▶ _What the task requires_
Where does the string "FanoutBlueprint" occur in the entries below? Copy every line where it does.

▶ _Data records_
"""

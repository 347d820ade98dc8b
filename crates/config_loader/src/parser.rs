//! 配置解析模块
//!
//! 支持 TOML (主要) 和 JSON (可选) 格式。

use contracts::{ContractError, FanoutBlueprint};

/// 配置文件格式
#[derive(Debug, Clone, Copy, PartialEq, Eq)]
pub enum ConfigFormat {
    /// TOML 格式 (推荐)
    Toml,
    /// JSON 格式
    Json,
}

impl ConfigFormat {
    /// 从文件扩展名推断格式
    pub fn from_extension(ext: &str) -> Option<Self> {
        match ext.to_lowercase().as_str() {
            "toml" => Some(Self::Toml),
            "json" => Some(Self::Json),
            _ => None,
        }
    }
}

/// 解析 TOML 格式配置
pub fn parse_toml(content: &str) -> Result<FanoutBlueprint, ContractError> {
    toml::from_str(content).map_err(|e| ContractError::ConfigParse {
        message: format!("TOML parse error: {e}"),
        source: Some(Box::new(e)),
    })
}

/// 解析 JSON 格式配置
pub fn parse_json(content: &str) -> Result<FanoutBlueprint, ContractError> {
    serde_json::from_str(content).map_err(|e| ContractError::ConfigParse {
        message: format!("JSON parse error: {e}"),
        source: Some(Box::new(e)),
    })
}

/// 根据格式解析配置
pub fn parse(content: &str, format: ConfigFormat) -> Result<FanoutBlueprint, ContractError> {
    match format {
        ConfigFormat::Toml => parse_toml(content),
        ConfigFormat::Json => parse_json(content),
    }
}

"""

▶ _Answer to the problem_
use contracts::{ContractError, FanoutBlueprint};
pub fn parse_toml(content: &str) -> Result<FanoutBlueprint, ContractError> {
pub fn parse_json(content: &str) -> Result<FanoutBlueprint, ContractError> {
pub fn parse(content: &str, format: ConfigFormat) -> Result<FanoutBlueprint, ContractError> {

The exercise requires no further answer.